# Boots:  Seeking advice



## RootDKJ (Feb 21, 2010)

Hey everyone

I'm currently skiing on on (2006?) Nordica Speedmachiene 12's in a 27.0.  A good stiff boot that has a deep & secureheel pocket, great feedback and edge control.  I've always had some minor fit issues with them.  Yesterday, they were perfect...hardly and adjusting required.  Today, I just couldn't seem to get them to feel right.  When I do get them to feel right, I really have no complaints about them.  On days where they don't want to play, I find that opening the top buckles while in the lift line helps a lot.

About 2 years ago during a rainy day at Killington, I was killing time and spent some time doing a basic boot fitting.  Basin put me back in the same boot.  They thought it was a good match for my foot shape.

Hal at Northern Ski Works thought the Speedmachine 14 was a better choice.  The Speedmachine 14 is now the Speedmachine 130.  Hal also thought that the Tecnica Dragon 120 would also be a solid choice for me.  One thing I noticed, is he was using boots that were 27.5's.  Any idea why?  Would it really matter if I'm pulling the footbed out anyway?

My Speedmachiene 12's must have around 135 days on them now and I'd really like to get something that requires less adjustments during the day. What is the consensus of buying boots online if you already kinda know what fits?  

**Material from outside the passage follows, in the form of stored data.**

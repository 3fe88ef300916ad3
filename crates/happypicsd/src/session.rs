//! Per-session state: auth, chart toggles and the in-memory history.

use std::collections::HashMap;
use std::sync::{Mutex, MutexGuard};
use std::time::{Duration, Instant};

use happypics_auth::AuthState;
use happypics_store::VolatileHistory;
use serde::{Deserialize, Serialize};
use uuid::Uuid;

/// Which charts the page renders. Each toggles independently.
#[derive(Debug, Clone, Copy, Default, PartialEq, Eq, Serialize, Deserialize)]
pub struct ChartToggles {
    #[serde(default)]
    pub confidence: bool,
    #[serde(default)]
    pub proportions: bool,
    #[serde(default)]
    pub trends: bool,
}

/// Everything one browser/CLI session owns between requests.
///
/// Created when the session starts, dropped when it ends or sits idle past
/// the registry's TTL.
#[derive(Debug)]
pub struct SessionContext {
    pub auth: AuthState,
    pub toggles: ChartToggles,
    /// History of the unauthenticated variant, including its last-upload cache.
    pub history: VolatileHistory,
    last_seen: Instant,
}

impl Default for SessionContext {
    fn default() -> Self {
        Self {
            auth: AuthState::default(),
            toggles: ChartToggles::default(),
            history: VolatileHistory::default(),
            last_seen: Instant::now(),
        }
    }
}

impl SessionContext {
    /// Back to Anonymous with toggles and the last-upload cache reset.
    ///
    /// Records are untouched: only an explicit clear deletes history.
    pub fn logout(&mut self) {
        self.auth.logout();
        self.toggles = ChartToggles::default();
        self.history.forget_last_upload();
    }
}

pub struct SessionRegistry {
    sessions: Mutex<HashMap<Uuid, SessionContext>>,
    idle_ttl: Duration,
}

impl SessionRegistry {
    /// Sessions untouched for longer than `idle_ttl` are dropped.
    pub fn new(idle_ttl: Duration) -> Self {
        Self {
            sessions: Mutex::new(HashMap::new()),
            idle_ttl,
        }
    }

    fn lock(&self) -> MutexGuard<'_, HashMap<Uuid, SessionContext>> {
        // A panic while holding the lock leaves plain data behind; keep serving.
        self.sessions.lock().unwrap_or_else(|poisoned| poisoned.into_inner())
    }

    /// Lock the map after dropping every session idle as of `now`.
    fn lock_live(&self, now: Instant) -> MutexGuard<'_, HashMap<Uuid, SessionContext>> {
        let mut sessions = self.lock();
        let before = sessions.len();
        sessions.retain(|_, ctx| now.saturating_duration_since(ctx.last_seen) <= self.idle_ttl);
        let evicted = before - sessions.len();
        if evicted > 0 {
            tracing::info!(evicted, remaining = sessions.len(), "idle sessions expired");
        }
        sessions
    }

    /// Drop idle sessions, returning how many were removed.
    pub fn evict_idle(&self) -> usize {
        self.evict_idle_at(Instant::now())
    }

    fn evict_idle_at(&self, now: Instant) -> usize {
        let before = self.lock().len();
        let after = self.lock_live(now).len();
        before.saturating_sub(after)
    }

    pub fn create(&self) -> Uuid {
        let id = Uuid::new_v4();
        self.lock_live(Instant::now()).insert(id, SessionContext::default());
        tracing::info!(session = %id, "session started");
        id
    }

    /// End a session, dropping its context. Returns whether it existed.
    pub fn remove(&self, id: &Uuid) -> bool {
        let existed = self.lock().remove(id).is_some();
        if existed {
            tracing::info!(session = %id, "session ended");
        }
        existed
    }

    /// Run `f` on the session's context, or return `None` if it doesn't
    /// exist or has expired. Counts as activity for the session.
    pub fn with<R>(&self, id: &Uuid, f: impl FnOnce(&mut SessionContext) -> R) -> Option<R> {
        let now = Instant::now();
        self.lock_live(now).get_mut(id).map(|ctx| {
            ctx.last_seen = now;
            f(ctx)
        })
    }

    pub fn len(&self) -> usize {
        self.lock_live(Instant::now()).len()
    }
}

#[cfg(test)]
mod tests {
    use super::*;
    use happypics_auth::Identity;
    use happypics_core::{EmotionLabel, EmotionScore};
    use happypics_store::HistoryStore;

    const HOUR: Duration = Duration::from_secs(3600);

    #[test]
    fn test_create_and_remove() {
        let registry = SessionRegistry::new(HOUR);
        let id = registry.create();
        assert_eq!(registry.len(), 1);
        assert!(registry.with(&id, |_| ()).is_some());
        assert!(registry.remove(&id));
        assert!(!registry.remove(&id));
        assert!(registry.with(&id, |_| ()).is_none());
    }

    #[test]
    fn test_sessions_are_isolated() {
        let registry = SessionRegistry::new(HOUR);
        let a = registry.create();
        let b = registry.create();
        registry.with(&a, |s| s.toggles.trends = true);
        assert_eq!(registry.with(&b, |s| s.toggles), Some(ChartToggles::default()));
    }

    #[test]
    fn test_idle_session_evicted() {
        let registry = SessionRegistry::new(Duration::from_secs(60));
        let id = registry.create();
        assert_eq!(registry.evict_idle_at(Instant::now() + Duration::from_secs(30)), 0);
        assert_eq!(registry.evict_idle_at(Instant::now() + Duration::from_secs(61)), 1);
        assert!(registry.with(&id, |_| ()).is_none());
        assert_eq!(registry.len(), 0);
    }

    #[test]
    fn test_expired_sessions_swept_on_create() {
        let registry = SessionRegistry::new(Duration::from_millis(20));
        let stale = registry.create();
        std::thread::sleep(Duration::from_millis(60));
        let fresh = registry.create();
        assert!(registry.with(&stale, |_| ()).is_none());
        assert!(registry.with(&fresh, |_| ()).is_some());
        assert_eq!(registry.len(), 1);
    }

    #[test]
    fn test_activity_keeps_session_alive() {
        let registry = SessionRegistry::new(Duration::from_millis(500));
        let id = registry.create();
        for _ in 0..4 {
            std::thread::sleep(Duration::from_millis(100));
            assert!(registry.with(&id, |_| ()).is_some());
        }
    }

    #[test]
    fn test_logout_keeps_records() {
        let mut ctx = SessionContext::default();
        ctx.auth
            .finish_login(Ok(Identity::new("alice@example.com")))
            .unwrap();
        ctx.toggles = ChartToggles { confidence: true, proportions: true, trends: true };
        let sad = EmotionScore::new(EmotionLabel::Sad, 0.4).unwrap();
        ctx.history.append(None, vec![1], sad).unwrap();

        ctx.logout();

        assert_eq!(ctx.auth, AuthState::Anonymous);
        assert_eq!(ctx.toggles, ChartToggles::default());
        assert_eq!(ctx.history.count(None).unwrap(), 1);
        // The last-upload cache is gone, so the same bytes are stored again
        ctx.history.append(None, vec![1], sad).unwrap();
        assert_eq!(ctx.history.count(None).unwrap(), 2);
    }

    #[test]
    fn test_toggles_partial_json() {
        let toggles: ChartToggles = serde_json::from_str(r#"{"trends":true}"#).unwrap();
        assert_eq!(toggles, ChartToggles { confidence: false, proportions: false, trends: true });
    }
}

Lastly, anyone care to comment on the differences between the two models (foot bed width (last), stiffness, performance)?

Thanks


----------



## deadheadskier (Feb 22, 2010)

I gambled and bought on line for my Kryptons and it worked out, but I don't think I'll do it again despite the couple hundred in savings.  to risky a gamble.


----------



## Glenn (Feb 22, 2010)

I'd go back to a fitter and go from there. My wife and I have been visiting Mt Snow Bootworks a lot lately. Custom footbeds....ahhhh! You may pay a bit more vs leftovers from the internet, but you'll make it up easily for what you get in service and fit. IMHO.


----------



## marcski (Feb 22, 2010)

I have an older pair of speedmachines.  I love them. I spend some money, went to a good bootfitting shop. I had a pair of custom footbeds made, which I feel are great and certainly add to the boots comfort.  I don't even unbuckle the boots when I go in for lunch, let alone on the lifts.  They are starting to get a good number of days on them and when I am skiing more advanced terrain, I do crank them up a bit.  I think they have another year or so on them. 

But, Root, I think my next boot, I may try and just buy another pair of speedmachines online and transfer the footbed.  I'll look into the last sizes and try and get the same size.  Nordica's have always fit me best.  And...to be honest, other than having the footbed made, I didn't have to tweak the boots at all.  If I had to get some fitting issues taking care of, I think I'd be less apt to purchase my next pair online.


----------



## RootDKJ (Feb 22, 2010)

I had to do a lot to the Nordica's when I 1st got them.  The on the left boot, I really had to get the outside by the buckle blown out as I was getting a pinch there.  It took several trips to get that to an ok point.  I had a few other modifications done, but don't recall them now.

My skiing has gotten much better, so that's also figuring in my wanting for something stiffer.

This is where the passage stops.